I therefore propose that the Court should:

(1)

uphold the application made by the French Government and annul Commission Regulation (EC) No 1641/94 of 6 July 1994 amending Council Regulation (EEC) No 2658/87 on the tariff and statistical nomenclature and on the Common Customs Tariff;

(2)

order the Commission to pay the costs.


( *1 ) Original language: Spanish.

( 1 ) OJ 1994 L 172, p. 12.

( 2 ) OJ 1987 L 256, p. 1.

( 3 ) See, among others, Question No 39 put by Mrs Dury (H-0794/93) to the Commission and Question No 11 (H-0793/93) put by her to the Council on the ‘secret section on Corn Gluten Feed annexed to the Blair House agreement’, published in the Debates of the European Parliament, English edition No 434, pp. 157 and 151 respectively. On the same topic, see oral question B3-0505/93 put by Mr Pasty and Mr Guillaume on behalf of the RDE Group to the Commission, and the following debate, published in the Debates of the European Parliament, English Edition No 431, p. 76.
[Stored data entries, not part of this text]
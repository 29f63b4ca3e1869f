//! No-op implementation of TokenDenylist for when revocation is not needed

use async_trait::async_trait;
use chrono::{DateTime, Utc};

use crate::errors::TokenResult;

use super::r#trait::TokenDenylist;

/// No-op implementation of TokenDenylist
///
/// This implementation never revokes anything and is used by deployments
/// that rely on natural token expiry alone.
pub struct NoOpDenylist;

impl NoOpDenylist {
    pub fn new() -> Self {
        Self
    }
}

impl Default for NoOpDenylist {
    fn default() -> Self {
        Self::new()
    }
}

#[async_trait]
impl TokenDenylist for NoOpDenylist {
    async fn add(&self, _jti: &str, _expires_at: DateTime<Utc>) -> TokenResult<()> {
        // No-op implementation - just return success
        Ok(())
    }

    async fn contains(&self, _jti: &str) -> TokenResult<bool> {
        // Nothing is ever revoked
        Ok(false)
    }

    async fn purge_expired(&self) -> TokenResult<usize> {
        Ok(0)
    }
}
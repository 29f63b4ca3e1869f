//! Tests for bearer extraction and token shape checks

use crate::services::token::{extract_bearer_token, is_well_formed, TokenService, TokenServiceConfig};
use crate::domain::entities::token::{ClaimSet, TokenKind};
use crate::repositories::InMemoryDenylist;
use uuid::Uuid;

#[test]
fn test_extract_bearer_token() {
    assert_eq!(extract_bearer_token(Some("Bearer abc123")), Some("abc123"));
}

#[test]
fn test_extract_rejects_empty_credential() {
    assert_eq!(extract_bearer_token(Some("Bearer ")), None);
    assert_eq!(extract_bearer_token(Some("Bearer    ")), None);
}

#[test]
fn test_extract_rejects_missing_header() {
    assert_eq!(extract_bearer_token(None), None);
}

#[test]
fn test_extract_rejects_other_schemes() {
    assert_eq!(extract_bearer_token(Some("Basic xyz")), None);
    assert_eq!(extract_bearer_token(Some("bearer abc")), None);
    assert_eq!(extract_bearer_token(Some("abc123")), None);
}

#[test]
fn test_extract_trims_padding() {
    assert_eq!(extract_bearer_token(Some("Bearer  abc123 ")), Some("abc123"));
}

#[test]
fn test_well_formed_shapes() {
    assert!(is_well_formed("aaa.bbb.ccc"));
    assert!(!is_well_formed(""));
    assert!(!is_well_formed("aaa"));
    assert!(!is_well_formed("aaa.bbb"));
    assert!(!is_well_formed("aaa.bbb.ccc.ddd"));
    assert!(!is_well_formed("..."));
    assert!(!is_well_formed("aaa..ccc"));
    assert!(!is_well_formed("aaa.bbb."));
}

#[test]
fn test_generated_tokens_are_well_formed() {
    let service = TokenService::new(InMemoryDenylist::new(), TokenServiceConfig::default())
        .expect("Failed to create token service");
    let claim_set = ClaimSet::new(Uuid::new_v4(), "a@b.com");

    let token = service.generate(&claim_set, TokenKind::Access).unwrap();

    assert!(is_well_formed(&token));
}
//! In-memory denylist for single-process deployments.

use std::collections::HashMap;
use std::sync::Arc;

use async_trait::async_trait;
use chrono::{DateTime, Utc};
use tokio::sync::RwLock;

use crate::errors::TokenResult;

use super::r#trait::TokenDenylist;

/// Denylist backed by a process-local map.
///
/// Cloning shares the underlying store, so the token service and the
/// cleanup task can hold the same denylist.
#[derive(Clone)]
pub struct InMemoryDenylist {
    entries: Arc<RwLock<HashMap<String, DateTime<Utc>>>>,
}

impl InMemoryDenylist {
    /// Create an empty denylist
    pub fn new() -> Self {
        Self {
            entries: Arc::new(RwLock::new(HashMap::new())),
        }
    }

    /// Number of entries currently held, including lapsed ones
    pub async fn len(&self) -> usize {
        self.entries.read().await.len()
    }

    /// Whether the store holds no entries
    pub async fn is_empty(&self) -> bool {
        self.entries.read().await.is_empty()
    }
}

impl Default for InMemoryDenylist {
    fn default() -> Self {
        Self::new()
    }
}

#[async_trait]
impl TokenDenylist for InMemoryDenylist {
    async fn add(&self, jti: &str, expires_at: DateTime<Utc>) -> TokenResult<()> {
        let mut entries = self.entries.write().await;
        entries.insert(jti.to_string(), expires_at);
        Ok(())
    }

    async fn contains(&self, jti: &str) -> TokenResult<bool> {
        let entries = self.entries.read().await;
        // Lapsed entries count as absent; natural expiry has taken over
        Ok(entries
            .get(jti)
            .map(|expires_at| *expires_at > Utc::now())
            .unwrap_or(false))
    }

    async fn purge_expired(&self) -> TokenResult<usize> {
        let mut entries = self.entries.write().await;
        let before = entries.len();
        entries.retain(|_, expires_at| *expires_at > Utc::now());
        Ok(before - entries.len())
    }
}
( 4 ) OJ 1991 L 328, p. 80.

( 5 ) OJ 1972 L 123, p. 6.

( 6 ) OJ 1984 L 15, p. 28.

( 7 ) See point 5 above.

( 8 ) OJ 1992 C 191, p. 101.

( 9 ) See point 84 below.

( 10 ) See Annex 1.1 to the defence.

( 11 ) That Note is set out at point 10.

( 12 ) See Annex III to the defence.

( 13 ) OJ 1994 L 203, p. 5.

( 14 ) Case C-353/92 Greece v Commission [1994] ECR I-3411, paragraph 19.

( 15 ) According to the second recital of the preamble to Regulation (EEC) No 97/69 of the Council of 16 January 1969 on measures to be taken for uniform application of the nomenclature of the Common Customs Tariff (OJ English Special Edition 1969(1), p. 12).

( 16 ) Case 165/87 Commission v Council [1988] ECR 5545.

( 17 ) The participation of the Committee on Tariff and Statistical Nomenclature, composed of the representatives of the Member States and chaired by a representative of the Commission, is mandatory.

( 18 ) Case C-265/89 Vismans Nederland [1990] ECR I-3411, paragraph 13.

( 19 ) Case C-401/93 GoldStar Europe [1994] ECR I-5587, paragraph 19.

( 20 ) Among them, the important prohibition on ‘amending the rates of customs duties’ contained in the first indent of Article 9(2).

( 21 ) Annex 4 to the application.

( 22 ) As regards the circumstances in which the opinion was sought, see points 84 and 85 below.

( 23 ) In the French version of the combined nomenclature, these are ‘résidus’ and ‘déchets’ respectively.

( 24 ) Case 268/87 Cargill v Inspecteur der Invoerrechten en Accijnzen [1988] ECR 5151, paragraph 11.

( 25 ) Paragraph 6.

( 26 ) ‘Amidonnerie du maïs’ in French.

( 27 ) Case C-194/91 Krohn [1992] ECR I-6661.

( 28 ) OJ 1987 L 198, p. 3.

( 29 ) Point 16 at ECR I-5589.

( 30 ) Paragraph 33 et seq. of its defence.

( 31 ) Debates of the European Parliament, No 3-431/93.

( 32 ) Annex II to the Commission's rejoinder.